Exercise aim => Below are the entries to work from; restate word for word the portion that opens with the line containing "return Err(StoreError::NotFound(path.clone()));" and closes with the line containing "in run order.", keeping both.

(Stored data entries)
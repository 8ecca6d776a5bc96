//! Cumulative-solve curves.

use serde::Serialize;

/// One step of a cumulative-solve curve.
#[derive(Debug, Clone, Copy, PartialEq, Eq, Serialize)]
pub struct CurvePoint {
    /// Cases solved in strictly less than `time_secs`.
    pub solved: usize,
    pub time_secs: u64,
}

/// Step function of solved cases over time for one solver.
#[derive(Debug, Clone, PartialEq, Serialize)]
pub struct AggregateCurve {
    pub solver: String,
    pub points: Vec<CurvePoint>,
}

impl AggregateCurve {
    /// Count at the last emitted step.
    pub fn total_solved(&self) -> usize {
        self.points.last().map(|p| p.solved).unwrap_or(0)
    }
}

/// Builds the step function over integer edges `0..horizon_secs`.
///
/// A point is emitted only where the count differs from the previous edge,
/// so the first point is always `(0, 0)`.
pub fn cumulative_curve(times: &[f64], horizon_secs: u64) -> Vec<CurvePoint> {
    let mut sorted = times.to_vec();
    sorted.sort_by(f64::total_cmp);

    let mut points = Vec::new();
    let mut last = None;
    for edge in 0..horizon_secs {
        let solved = sorted.partition_point(|&t| t < edge as f64);
        if last != Some(solved) {
            points.push(CurvePoint {
                solved,
                time_secs: edge,
            });
            last = Some(solved);
        }
    }
    points
}

#[cfg(test)]
mod tests {
    use super::*;

    fn pt(solved: usize, time_secs: u64) -> CurvePoint {
        CurvePoint { solved, time_secs }
    }

    #[test]
    fn test_curve_steps() {
        let points = cumulative_curve(&[0.5, 2.0, 2.5, 7.1], 3600);
        assert_eq!(points, vec![pt(0, 0), pt(1, 1), pt(3, 3), pt(4, 8)]);
    }

    #[test]
    fn test_curve_edge_is_exclusive() {
        // 2.0 is not counted at edge 2, only at edge 3.
        let points = cumulative_curve(&[2.0], 10);
        assert_eq!(points, vec![pt(0, 0), pt(1, 3)]);
    }

    #[test]
    fn test_curve_empty_times() {
        assert_eq!(cumulative_curve(&[], 3600), vec![pt(0, 0)]);
        assert!(cumulative_curve(&[1.0], 0).is_empty());
    }

    #[test]
    fn test_curve_ignores_times_past_horizon() {
        let points = cumulative_curve(&[1.5, 4000.0], 3600);
        assert_eq!(points, vec![pt(0, 0), pt(1, 2)]);
    }

    #[test]
    fn test_curve_last_edge_is_horizon_minus_one() {
        // The last edge is 3599, so only times below 3599 are counted.
        assert_eq!(
            cumulative_curve(&[1.0, 3598.5], 3600),
            vec![pt(0, 0), pt(1, 2), pt(2, 3599)]
        );
        assert_eq!(cumulative_curve(&[1.0, 3599.5], 3600), vec![pt(0, 0), pt(1, 2)]);
    }

    #[test]
    fn test_curve_is_strictly_monotonic() {
        let times: Vec<f64> = (0..200).map(|i| (i * 37 % 500) as f64 / 7.0).collect();
        let points = cumulative_curve(&times, 3600);
        for pair in points.windows(2) {
            assert!(pair[0].solved < pair[1].solved);
            assert!(pair[0].time_secs < pair[1].time_secs);
        }
        let last = points.last().unwrap();
        assert_eq!(last.solved, times.iter().filter(|&&t| t < 3600.0).count());
    }
}
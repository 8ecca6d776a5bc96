//! symbench CLI entry point.
//!
//! Initializes logging and delegates to the CLI module for command handling.

use tracing_subscriber::{fmt, prelude::*, EnvFilter};

#[tokio::main]
async fn main() -> anyhow::Result<()> {
    // Parse CLI arguments first to get log_level
    let cli = symbench::cli::parse_cli();

    // Priority: RUST_LOG env var > --log-level CLI arg > default "info";
    // --verbose raises the CLI default to debug.
    let cli_filter = if cli.verbose && cli.log_level == "info" {
        "debug".to_string()
    } else {
        cli.log_level.clone()
    };

    tracing_subscriber::registry()
        .with(fmt::layer())
        .with(EnvFilter::try_from_default_env().unwrap_or_else(|_| EnvFilter::new(&cli_filter)))
        .init();

    symbench::cli::run_with_cli(cli).await
}
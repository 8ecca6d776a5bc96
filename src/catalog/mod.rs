//! Case discovery from forge build output.
//!
//! The catalog reads `<build>/<Source.sol>/<Contract>.json` artifacts and
//! turns each into one or more [`Case`]s:
//!
//! ```text
//! src/{safe,unsafe}/ds-test/X.sol      → one case per `prove*` function
//! src/{safe,unsafe}/1tx-abstract/X.sol → one case per contract
//! src/common/**, lib/**                → skipped (shared fixtures)
//! anything else                        → CatalogError
//! ```
//!
//! The catalog never compiles; the build pipeline must have run first.

pub mod artifact;
pub mod case;

use std::path::{Path, PathBuf};

use rand::seq::SliceRandom;
use rand::SeedableRng;
use rand_chacha::ChaCha8Rng;
use tracing::{debug, info};
use walkdir::WalkDir;

pub use artifact::{ForgeArtifact, PROVE_PREFIX};
pub use case::{Case, ExecutionMode, ExpectedOutcome};

use crate::config::BenchConfig;
use crate::error::CatalogError;

/// Build-output directory holding compiler metadata, not contracts.
const BUILD_INFO_DIR: &str = "build-info";

/// Source prefixes that are never test subjects.
const EXCLUDED_PREFIXES: &[&str] = &["src/common", "lib"];

/// Discovers cases from already-built artifacts.
pub struct CaseCatalog {
    build_root: PathBuf,
}

impl CaseCatalog {
    /// Creates a catalog over the configured build output directory.
    pub fn new(config: &BenchConfig) -> Self {
        Self {
            build_root: config.build_path(),
        }
    }

    /// Creates a catalog over an explicit build output directory.
    pub fn at(build_root: impl Into<PathBuf>) -> Self {
        Self {
            build_root: build_root.into(),
        }
    }

    /// Discovers all cases, ordered by artifact path.
    pub fn discover(&self) -> Result<Vec<Case>, CatalogError> {
        if !self.build_root.is_dir() {
            return Err(CatalogError::MissingBuildDir(self.build_root.clone()));
        }

        let mut cases = Vec::new();
        for artifact_path in self.artifact_paths()? {
            let artifact = ForgeArtifact::load(&artifact_path)?;
            let source_file = artifact.source_file();
            if is_excluded(source_file) {
                debug!(artifact = %artifact_path.display(), "Skipping shared artifact");
                continue;
            }

            let contract = contract_name(&artifact_path)?;
            ExpectedOutcome::classify(source_file)?;
            match ExecutionMode::classify(source_file)? {
                ExecutionMode::UnitFunction => {
                    for function in artifact.prove_functions() {
                        cases.push(
                            Case::new(source_file, contract.clone(), Some(function))?
                                .with_artifact(&artifact_path),
                        );
                    }
                }
                ExecutionMode::WholeContract => {
                    cases.push(
                        Case::new(source_file, contract, None)?.with_artifact(&artifact_path),
                    );
                }
            }
        }

        info!(
            "Discovered {} cases in {}",
            cases.len(),
            self.build_root.display()
        );
        Ok(cases)
    }

    /// Lists `<build>/<dir>/<Contract>.json`, skipping `build-info`.
    fn artifact_paths(&self) -> Result<Vec<PathBuf>, CatalogError> {
        let mut paths = Vec::new();
        for entry in WalkDir::new(&self.build_root)
            .min_depth(2)
            .max_depth(2)
            .sort_by_file_name()
        {
            let entry = entry?;
            let path = entry.path();
            if !entry.file_type().is_file() || path.extension().is_none_or(|ext| ext != "json") {
                continue;
            }
            let in_build_info = path
                .parent()
                .and_then(Path::file_name)
                .is_some_and(|dir| dir == BUILD_INFO_DIR);
            if !in_build_info {
                paths.push(path.to_path_buf());
            }
        }
        Ok(paths)
    }
}

/// True for sources under a shared/library prefix.
pub fn is_excluded(source_file: &str) -> bool {
    let path = Path::new(source_file);
    EXCLUDED_PREFIXES
        .iter()
        .any(|prefix| path.starts_with(prefix))
}

fn contract_name(artifact_path: &Path) -> Result<String, CatalogError> {
    artifact_path
        .file_stem()
        .map(|stem| stem.to_string_lossy().to_string())
        .ok_or_else(|| CatalogError::MalformedArtifact {
            path: artifact_path.to_path_buf(),
            reason: "artifact has no file name".to_string(),
        })
}

/// Shuffles `cases` with a seeded RNG. The same seed always yields the same order.
pub fn shuffle_cases(mut cases: Vec<Case>, seed: u64) -> Vec<Case> {
    let mut rng = ChaCha8Rng::seed_from_u64(seed);
    cases.shuffle(&mut rng);
    cases
}
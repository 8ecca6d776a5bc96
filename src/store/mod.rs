//! Result persistence.
//!
//! A batch is written once, at the end of a matrix run:
//!
//! ```text
//! <results_dir>/results-tstamp-<ts>.json   {run_id: [record, ...], ...}
//! <results_dir>/results-tstamp-<ts>.csv    one flat row per record
//! <results_dir>/results-latest.{json,csv}  copies of the above
//! ```
//!
//! Each file is written to a temporary sibling and renamed into place.

pub mod csv;
pub mod record;

use std::collections::BTreeMap;
use std::fs::{self, File};
use std::io::{BufWriter, Write};
use std::path::{Path, PathBuf};

use serde::ser::{SerializeMap, Serializer};
use serde::Serialize;
use tracing::info;

pub use record::{ResultRecord, ResultRow};

use crate::config::BenchConfig;
use crate::coordinator::RunBatch;
use crate::error::StoreError;

/// Base name of the copies refreshed after every batch.
pub const LATEST_STEM: &str = "results-latest";

/// Paths written by [`ResultStore::write_batch`].
#[derive(Debug, Clone)]
pub struct WrittenResults {
    pub json: PathBuf,
    pub csv: PathBuf,
}

/// JSON and CSV result files in one directory.
pub struct ResultStore {
    dir: PathBuf,
    solc_version: String,
}

impl ResultStore {
    pub fn new(config: &BenchConfig) -> Self {
        Self {
            dir: config.results_dir.clone(),
            solc_version: config.solc_version.clone(),
        }
    }

    /// `results-tstamp-<timestamp>`.
    pub fn stem(timestamp: &str) -> String {
        format!("results-tstamp-{}", timestamp)
    }

    /// Writes the batch as JSON and CSV, then refreshes the `results-latest` copies.
    pub fn write_batch(&self, batch: &RunBatch) -> Result<WrittenResults, StoreError> {
        fs::create_dir_all(&self.dir)?;
        let stem = Self::stem(&batch.timestamp);
        let json = self.dir.join(format!("{stem}.json"));
        let csv = self.dir.join(format!("{stem}.csv"));

        write_atomically(&json, |writer| {
            let document = BatchDocument {
                batch,
                solc_version: &self.solc_version,
            };
            serde_json::to_writer_pretty(&mut *writer, &document)?;
            writer.write_all(b"\n")?;
            Ok(())
        })?;
        write_atomically(&csv, |writer| {
            csv::write_csv(writer, batch, &self.solc_version)?;
            Ok(())
        })?;

        fs::copy(&json, self.dir.join(format!("{LATEST_STEM}.json")))?;
        fs::copy(&csv, self.dir.join(format!("{LATEST_STEM}.csv")))?;
        info!("Generated file {}", csv.display());
        info!("Generated file {}", json.display());

        Ok(WrittenResults { json, csv })
    }

    /// Loads one or more JSON result files into flat rows.
    pub fn load(paths: &[PathBuf]) -> Result<Vec<ResultRow>, StoreError> {
        let mut rows = Vec::new();
        for path in paths {
            if !path.is_file() {
                return Err(StoreError::NotFound(path.clone()));
            }
            let text = fs::read_to_string(path)?;
            let runs: BTreeMap<String, Vec<ResultRecord>> = serde_json::from_str(&text)?;
            for (solver, records) in &runs {
                rows.extend(records.iter().map(|r| ResultRow::from_record(solver, r)));
            }
            info!("Loaded {} runs from {}", runs.len(), path.display());
        }
        Ok(rows)
    }
}

/// Serialises a batch as `{run_id: [record, ...]}` in run order.
struct BatchDocument<'a> {
    batch: &'a RunBatch,
    solc_version: &'a str,
}

impl Serialize for BatchDocument<'_> {
    fn serialize<S: Serializer>(&self, serializer: S) -> Result<S::Ok, S::Error> {
        let mut map = serializer.serialize_map(Some(self.batch.runs.len()))?;
        for run in &self.batch.runs {
            let records: Vec<ResultRecord> = run
                .results
                .iter()
                .map(|r| ResultRecord::from_result(r, self.solc_version))
                .collect();
            map.serialize_entry(&run.run_id, &records)?;
        }
        map.end()
    }
}

fn write_atomically<F>(path: &Path, write: F) -> Result<(), StoreError>
where
    F: FnOnce(&mut BufWriter<File>) -> Result<(), StoreError>,
{
    let mut tmp = path.as_os_str().to_owned();
    tmp.push(".tmp");
    let tmp = PathBuf::from(tmp);

    let mut writer = BufWriter::new(File::create(&tmp)?);
    write(&mut writer)?;
    writer.flush()?;
    drop(writer);
    fs::rename(&tmp, path)?;
    Ok(())
}

#[cfg(test)]
mod tests {
    use super::*;
    use crate::catalog::Case;
    use crate::coordinator::ToolRun;
    use crate::runner::{ExecutionResult, Outcome};
    use tempfile::TempDir;

    fn result(contract: &str, outcome: Outcome, t: f64) -> ExecutionResult {
        ExecutionResult {
            case: Case::new("src/unsafe/1tx-abstract/Foo.sol", contract, None).unwrap(),
            outcome,
            elapsed_secs: t,
            peak_memory_mb: Some(10.0),
            cpu_percent: Some(95),
            exit_status: Some(0),
            diagnostics: String::new(),
            timeout_secs: 25,
        }
    }

    fn batch() -> RunBatch {
        let mut batch = RunBatch::new("2024-03-01-10:15");
        for tool in ["zeta", "alpha"] {
            batch.runs.push(ToolRun {
                run_id: format!("{tool}-1.0-tstamp-2024-03-01-10:15"),
                tool: tool.to_string(),
                version: "1.0".to_string(),
                results: vec![
                    result("Foo", Outcome::Unsafe, 1.25),
                    result("Bar", Outcome::Unknown, 25.5),
                ],
            });
        }
        batch
    }

    #[test]
    fn test_write_batch_files() {
        let temp = TempDir::new().unwrap();
        let config = BenchConfig::new(temp.path()).with_results_dir(temp.path().join("results"));
        let written = ResultStore::new(&config).write_batch(&batch()).unwrap();

        assert_eq!(
            written.json,
            temp.path().join("results/results-tstamp-2024-03-01-10:15.json")
        );
        assert!(written.csv.is_file());
        let latest = temp.path().join("results/results-latest.json");
        assert_eq!(
            fs::read_to_string(&latest).unwrap(),
            fs::read_to_string(&written.json).unwrap()
        );
        assert!(temp.path().join("results/results-latest.csv").is_file());
        assert!(!temp
            .path()
            .join("results/results-tstamp-2024-03-01-10:15.json.tmp")
            .exists());
    }

    #[test]
    fn test_write_batch_keeps_run_order() {
        let temp = TempDir::new().unwrap();
        let config = BenchConfig::new(temp.path()).with_results_dir(temp.path());
        let written = ResultStore::new(&config).write_batch(&batch()).unwrap();

        let text = fs::read_to_string(&written.json).unwrap();
        let zeta = text.find("zeta-1.0").unwrap();
        let alpha = text.find("alpha-1.0").unwrap();
        assert!(zeta < alpha);
    }

    #[test]
    fn test_load_round_trips_rows() {
        let temp = TempDir::new().unwrap();
        let config = BenchConfig::new(temp.path()).with_results_dir(temp.path());
        let written = ResultStore::new(&config).write_batch(&batch()).unwrap();

        let rows = ResultStore::load(&[written.json]).unwrap();
        assert_eq!(rows.len(), 4);
        let bar = rows
            .iter()
            .find(|r| r.solver.starts_with("alpha") && r.name.ends_with(":Bar"))
            .unwrap();
        assert!(!bar.solved);
        assert_eq!(bar.tout, 25);
        assert_eq!(bar.time_or_timeout(), 25.0);
    }

    #[test]
    fn test_load_missing_file() {
        let temp = TempDir::new().unwrap();
        let err = ResultStore::load(&[temp.path().join("nope.json")]).unwrap_err();
        assert!(matches!(err, StoreError::NotFound(_)));
    }

    #[test]
    fn test_load_malformed_file() {
        let temp = TempDir::new().unwrap();
        let path = temp.path().join("bad.json");
        fs::write(&path, "[1, 2]").unwrap();
        let err = ResultStore::load(&[path]).unwrap_err();
        assert!(matches!(err, StoreError::Json(_)));
    }
}
//! Resource-limited tool execution.

use std::path::PathBuf;
use std::process::Stdio;
use std::time::Instant;

use async_trait::async_trait;
use tokio::process::Command;
use tracing::{debug, info};

use super::config::LimiterConfig;
use super::result::RawExecution;
use super::scratch::ScratchFile;
use crate::catalog::Case;
use crate::config::BenchConfig;
use crate::error::RunnerError;
use crate::parser::{limiter_timed_out, parse_time_report};
use crate::tools::{resolve_program, ToolDescriptor};

/// Runs one tool on one case.
#[async_trait]
pub trait CaseRunner: Send + Sync {
    async fn run_case(
        &self,
        tool: &ToolDescriptor,
        case: &Case,
    ) -> Result<RawExecution, RunnerError>;
}

/// Executes commands under `time --verbose` and `runlim`.
///
/// The wall-clock bound is enforced by `runlim`; the elapsed time measured
/// here is only reported, never used to decide a timeout.
pub struct ResourceLimitedRunner {
    limiter: LimiterConfig,
    project_dir: PathBuf,
    scratch_dir: PathBuf,
    timeout_secs: u64,
    kill_delay_secs: u64,
    verbose: bool,
}

impl ResourceLimitedRunner {
    /// Creates a runner from the benchmark configuration.
    pub fn new(config: &BenchConfig) -> Result<Self, RunnerError> {
        Ok(Self {
            limiter: config.limiter.clone(),
            project_dir: std::path::absolute(&config.project_dir)?,
            scratch_dir: std::path::absolute(config.scratch_path())?,
            timeout_secs: config.timeout_secs,
            kill_delay_secs: config.kill_delay_secs,
            verbose: config.verbose,
        })
    }

    /// Wrapper arguments preceding the wrapped command.
    fn wrapper_args(
        &self,
        time_report: &ScratchFile,
        limiter_report: &ScratchFile,
        limit_secs: u64,
    ) -> Vec<String> {
        vec![
            "--verbose".to_string(),
            "-o".to_string(),
            time_report.path().display().to_string(),
            resolve_program(&self.project_dir, &self.limiter.runlim_command)
                .display()
                .to_string(),
            format!("--real-time-limit={}", limit_secs),
            format!("--output-file={}", limiter_report.path().display()),
            format!("--kill-delay={}", self.kill_delay_secs),
        ]
    }

    /// Runs `command args...` under both wrappers with a wall-clock bound.
    ///
    /// Wrapper reports are read into the returned [`RawExecution`] and their
    /// scratch files are removed before this returns, on every path.
    pub async fn run(
        &self,
        command: &str,
        args: &[String],
        limit_secs: u64,
    ) -> Result<RawExecution, RunnerError> {
        let limiter_report = ScratchFile::create(&self.scratch_dir, "output")?;
        let time_report = ScratchFile::create(&self.scratch_dir, "output")?;

        let mut full_args = self.wrapper_args(&time_report, &limiter_report, limit_secs);
        full_args.push(
            resolve_program(&self.project_dir, command)
                .display()
                .to_string(),
        );
        full_args.extend(args.iter().cloned());

        info!(
            "Running: {} {}",
            self.limiter.time_command,
            full_args.join(" ")
        );
        let start = Instant::now();
        let output = Command::new(resolve_program(
            &self.project_dir,
            &self.limiter.time_command,
        ))
        .args(&full_args)
        .current_dir(&self.project_dir)
        .stdin(Stdio::null())
        .output()
        .await
        .map_err(|e| RunnerError::Spawn {
            command: self.limiter.time_command.clone(),
            reason: e.to_string(),
        })?;
        let elapsed = start.elapsed();

        let stdout = String::from_utf8_lossy(&output.stdout).into_owned();
        let stderr = String::from_utf8_lossy(&output.stderr).into_owned();
        if self.verbose {
            info!("Tool stdout:\n{}", stdout);
            info!("Tool stderr:\n{}", stderr);
        } else {
            debug!("Tool stdout:\n{}", stdout);
            debug!("Tool stderr:\n{}", stderr);
        }

        let timed_out = limiter_timed_out(&limiter_report.read_lossy());
        let report = parse_time_report(&time_report.read_lossy());

        Ok(RawExecution {
            stdout,
            stderr,
            exit_status: report.exit_status.or(output.status.code()),
            peak_memory_kb: report.peak_memory_kb,
            cpu_percent: report.cpu_percent,
            timed_out,
            elapsed,
        })
    }
}

#[async_trait]
impl CaseRunner for ResourceLimitedRunner {
    async fn run_case(
        &self,
        tool: &ToolDescriptor,
        case: &Case,
    ) -> Result<RawExecution, RunnerError> {
        let mut args = vec![
            case.source_file.clone(),
            case.contract.clone(),
            case.function_arg().to_string(),
            case.mode.flag().to_string(),
        ];
        args.extend(tool.extra_args.iter().cloned());
        self.run(&tool.command, &args, self.timeout_secs).await
    }
}
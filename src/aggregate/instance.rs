//! Per-instance best-time table.

use std::collections::BTreeMap;
use std::path::Path;

use serde::Serialize;

use crate::error::AggregateError;
use crate::store::ResultRow;

/// One line of the best-time table.
#[derive(Debug, Clone, PartialEq, Serialize)]
pub struct InstanceRow {
    /// 1-based position in the table.
    pub index: usize,
    pub name: String,
    /// Plot label derived from `name`.
    pub label: String,
    /// One time per solver, in [`BestTimeTable::solvers`] order.
    pub times: Vec<f64>,
}

/// Wide table of instance x solver times.
#[derive(Debug, Clone, PartialEq, Serialize)]
pub struct BestTimeTable {
    pub solvers: Vec<String>,
    pub rows: Vec<InstanceRow>,
}

/// Basename of the case name with underscores escaped for the plotting sink.
pub fn instance_label(name: &str) -> String {
    let base = Path::new(name)
        .file_name()
        .map(|n| n.to_string_lossy().into_owned())
        .unwrap_or_else(|| name.to_string());
    base.replace('_', r"\\\_")
}

/// Builds the table over sorted instances and sorted `solvers`.
///
/// Every solver must have a row for every instance. Duplicate rows for a
/// solver and instance keep the smaller time.
pub fn best_time_table(
    solvers: &[String],
    rows: &[ResultRow],
) -> Result<BestTimeTable, AggregateError> {
    let mut by_instance: BTreeMap<&str, BTreeMap<&str, f64>> = BTreeMap::new();
    for row in rows {
        let time = row.time_or_timeout().min(row.tout as f64);
        by_instance
            .entry(row.name.as_str())
            .or_default()
            .entry(row.solver.as_str())
            .and_modify(|best| *best = best.min(time))
            .or_insert(time);
    }

    let mut table_rows = Vec::with_capacity(by_instance.len());
    for (i, (name, times)) in by_instance.iter().enumerate() {
        let mut row_times = Vec::with_capacity(solvers.len());
        for solver in solvers {
            let time = times.get(solver.as_str()).ok_or_else(|| {
                AggregateError::MissingResult {
                    solver: solver.clone(),
                    instance: name.to_string(),
                }
            })?;
            row_times.push(*time);
        }
        table_rows.push(InstanceRow {
            index: i + 1,
            name: name.to_string(),
            label: instance_label(name),
            times: row_times,
        });
    }

    Ok(BestTimeTable {
        solvers: solvers.to_vec(),
        rows: table_rows,
    })
}

#[cfg(test)]
mod tests {
    use super::*;

    fn row(solver: &str, name: &str, solved: bool, t: f64) -> ResultRow {
        ResultRow {
            solver: solver.to_string(),
            name: name.to_string(),
            solved,
            t,
            tout: 25,
        }
    }

    fn solvers() -> Vec<String> {
        vec!["a".to_string(), "b".to_string()]
    }

    #[test]
    fn test_best_time_uses_timeout_for_unsolved() {
        let rows = vec![
            row("a", "src/unsafe/1tx-abstract/Foo.sol:Foo", true, 3.2),
            row("b", "src/unsafe/1tx-abstract/Foo.sol:Foo", false, 26.1),
        ];
        let table = best_time_table(&solvers(), &rows).unwrap();
        assert_eq!(table.rows.len(), 1);
        assert_eq!(table.rows[0].index, 1);
        assert_eq!(table.rows[0].times, vec![3.2, 25.0]);
        assert_eq!(table.rows[0].label, "Foo.sol:Foo");
    }

    #[test]
    fn test_best_time_caps_solved_time_at_timeout() {
        let rows = vec![row("a", "x.sol:X", true, 25.3), row("b", "x.sol:X", true, 1.0)];
        let table = best_time_table(&solvers(), &rows).unwrap();
        assert_eq!(table.rows[0].times, vec![25.0, 1.0]);
    }

    #[test]
    fn test_best_time_missing_solver_is_error() {
        let rows = vec![
            row("a", "x.sol:X", true, 1.0),
            row("b", "x.sol:X", true, 1.0),
            row("a", "y.sol:Y", true, 1.0),
        ];
        let err = best_time_table(&solvers(), &rows).unwrap_err();
        assert!(matches!(
            err,
            AggregateError::MissingResult { ref solver, ref instance }
                if solver == "b" && instance == "y.sol:Y"
        ));
    }

    #[test]
    fn test_best_time_rows_sorted_by_instance() {
        let rows = vec![
            row("a", "z.sol:Z", true, 1.0),
            row("b", "z.sol:Z", true, 2.0),
            row("a", "m.sol:M", true, 3.0),
            row("b", "m.sol:M", true, 4.0),
        ];
        let table = best_time_table(&solvers(), &rows).unwrap();
        let names: Vec<&str> = table.rows.iter().map(|r| r.name.as_str()).collect();
        assert_eq!(names, vec!["m.sol:M", "z.sol:Z"]);
        assert_eq!(table.rows[1].index, 2);
    }

    #[test]
    fn test_instance_label_escapes_underscores() {
        assert_eq!(
            instance_label("src/safe/ds-test/A.sol:ATest:prove_a_b"),
            r"A.sol:ATest:prove\\\_a\\\_b"
        );
    }
}
//! symbench: benchmark harness for symbolic-execution and SMT verification tools.
//!
//! This library discovers verification cases from build artifacts, runs each
//! configured tool on them under resource limits, classifies the verdicts
//! against the expected outcome, persists the results, and aggregates them
//! into comparative tables.

pub mod aggregate;
pub mod catalog;
pub mod cli;
pub mod config;
pub mod coordinator;
pub mod error;
pub mod parser;
pub mod runner;
pub mod store;
pub mod tools;

// Re-export commonly used error types
pub use config::ConfigError;
pub use error::{
    AggregateError, BuildError, CatalogError, CoordinatorError, RunnerError, StoreError,
};
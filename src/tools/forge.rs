//! Foundry build pipeline.

use async_trait::async_trait;
use tracing::info;

use super::{reset_output_dir, run_build_command, BuildPipeline, BuildSystem};
use crate::config::BenchConfig;
use crate::error::BuildError;

/// Builds the project with `forge build --use <solc>`.
pub struct ForgePipeline {
    command: String,
}

impl ForgePipeline {
    pub fn new() -> Self {
        Self {
            command: "forge".to_string(),
        }
    }

    /// Uses a different `forge` executable.
    pub fn with_command(mut self, command: impl Into<String>) -> Self {
        self.command = command.into();
        self
    }
}

impl Default for ForgePipeline {
    fn default() -> Self {
        Self::new()
    }
}

#[async_trait]
impl BuildPipeline for ForgePipeline {
    fn system(&self) -> BuildSystem {
        BuildSystem::Forge
    }

    async fn build(&self, config: &BenchConfig) -> Result<(), BuildError> {
        info!("Building with forge...");
        reset_output_dir(&config.build_path())?;
        run_build_command(
            BuildSystem::Forge,
            &self.command,
            &["build", "--use", &config.solc_version],
            &config.project_dir,
        )
        .await
    }
}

Output for this exercise =>
                return Err(StoreError::NotFound(path.clone()));
            }
            let text = fs::read_to_string(path)?;
            let runs: BTreeMap<String, Vec<ResultRecord>> = serde_json::from_str(&text)?;
            for (solver, records) in &runs {
                rows.extend(records.iter().map(|r| ResultRow::from_record(solver, r)));
            }
            info!("Loaded {} runs from {}", runs.len(), path.display());
        }
        Ok(rows)
    }
}

/// Serialises a batch as `{run_id: [record, ...]}` in run order.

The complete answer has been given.